German Economy Minister Robert Habeck announced the country would move to stage two of its three-stage gas plan amid reduced Russian flows. Ever since the war began in Ukraine, fuel shortages have been Europe's main concern. This particular phase does not mean state intervention, but the country is getting close to that.
Inflation and growth to remain in the eye of the storm
Against this backdrop, it seems quite unlikely that the shared currency could gather sustainable bullish momentum. The FX board is more of dollar’s dynamics at a certain time and with a certain sentiment than euro-sided factors.
Data-wise, inflation-related figures kept indicating price pressures, while growth-related ones signalled slowing progress. The German Producer Price Index jumped to 33.6% YoY in May, while the flash S&P Global PMIs indicated a sharp slowdown in businesses activity at the end of the second quarter, in the US and the EU.
The next week will include some data of relevance, which will likely paint the same economic reality. On Monday, the US will publish May Durable Goods Orders, seen up a modest 0.1% MoM. On Wednesday, Germany will release the preliminary estimates of the June Consumer Price Index, while the US will unveil the final estimate of the Q1 Gross Domestic Product. Germany will publish May Retail Sales, while the US will release core PCE inflation figures afterwards, and the EU will offer the preliminary estimates of June inflation data. Finally, ECB’s President Christine Lagarde will be on the wires throughout the week.
EUR/USD technical outlook
From a technical point of view, the long-term bearish trend remains intact. The pair is developing well below a descendant trend line coming from this year’s high at 1.1494, currently at around 1.0650. The weekly chart shows that the pair stands below all of its moving averages, with the 20 SMA heading firmly south roughly 300 pips above the current level. Technical indicators, in the meantime, remain within negative levels, although without clear directional strength.
In the daily chart, technical readings indicate that bears retain control of EUR/USD. The 20 SMA capped the upside for a second consecutive week, gaining bearish strength below the longer ones. Technical indicators, on the other hand, lack directional strength but hold within negative levels.

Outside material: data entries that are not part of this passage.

//! Read-only product catalog.

use std::collections::HashSet;

use serde::{Deserialize, Serialize};

use crate::types::{Price, ProductCategory, ProductId};

/// Errors that can occur when building a [`Catalog`].
#[derive(thiserror::Error, Debug)]
pub enum CatalogError {
    /// Two products share the same identifier.
    #[error("duplicate product id in catalog: {0}")]
    DuplicateId(ProductId),
    /// The catalog document could not be parsed.
    #[error("invalid catalog document: {0}")]
    Parse(#[from] serde_json::Error),
}

/// A purchasable item.
///
/// Products are owned by the catalog and never mutated by the cart.
#[derive(Debug, Clone, PartialEq, Eq, Serialize, Deserialize)]
pub struct Product {
    pub id: ProductId,
    pub name: String,
    pub description: String,
    pub price: Price,
    /// Image URL or static path.
    pub image: String,
    pub category: ProductCategory,
    /// Units on hand. Displayed only; the cart does not reserve stock.
    pub stock: u32,
}

/// Ordered list of products with unique ids.
#[derive(Debug, Clone, Default)]
pub struct Catalog {
    products: Vec<Product>,
}

impl Catalog {
    /// Build a catalog, preserving the given order.
    ///
    /// # Errors
    ///
    /// Returns [`CatalogError::DuplicateId`] if two products share an id.
    pub fn new(products: Vec<Product>) -> Result<Self, CatalogError> {
        let mut seen = HashSet::with_capacity(products.len());
        for product in &products {
            if !seen.insert(&product.id) {
                return Err(CatalogError::DuplicateId(product.id.clone()));
            }
        }
        Ok(Self { products })
    }

    /// Parse a catalog from a JSON array of products.
    ///
    /// # Errors
    ///
    /// Returns an error if the JSON is malformed, a price is negative, or
    /// ids are duplicated.
    pub fn from_json(json: &str) -> Result<Self, CatalogError> {
        let products: Vec<Product> = serde_json::from_str(json)?;
        Self::new(products)
    }

    /// Look up a product by id.
    #[must_use]
    pub fn get(&self, id: &ProductId) -> Option<&Product> {
        self.products.iter().find(|product| &product.id == id)
    }

    /// All products in catalog order.
    #[must_use]
    pub fn products(&self) -> &[Product] {
        &self.products
    }

    /// Products in one category, in catalog order.
    pub fn in_category(&self, category: ProductCategory) -> impl Iterator<Item = &Product> {
        self.products
            .iter()
            .filter(move |product| product.category == category)
    }

    #[must_use]
    pub fn len(&self) -> usize {
        self.products.len()
    }

    #[must_use]
    pub fn is_empty(&self) -> bool {
        self.products.is_empty()
    }
}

The pair spent the week in consolidative mode, with sellers aligned around the 1.0600 level. A break above the aforementioned trend line could result in a bullish correction towards the 1.0780 price zone, where the pair hit its monthly high in May. Bears will be concerned if the pair establishes itself above the latter.
Initial support comes at around 1.0460, followed by the 1.0390 area. A stronger support level is 1.0339, the low from January 2017, with a break below it opening the door for a test of parity.
EUR/USD sentiment poll
The FXStreet Forecast Poll suggests that the EUR/USD pair will remain under pressure in the near term, although some polled experts speculate about a potential bottom and a marginal recovery afterwards. Those betting for a recovery in the monthly and quarterly perspectives overcome bears by little, and represent less than 50%, putting at doubt a firmer recovery.
The Overview chart shows that the near-term moving average turned marginally higher, although the pair is seen confined to the 1.0400/600 range. The longer moving averages are aiming marginally higher, but their strength is limited. What is notable, is that the number of those betting for higher levels has increased. Nevertheless, there are still some analysts eyeing a possible approach to parity by the end of the third quarter.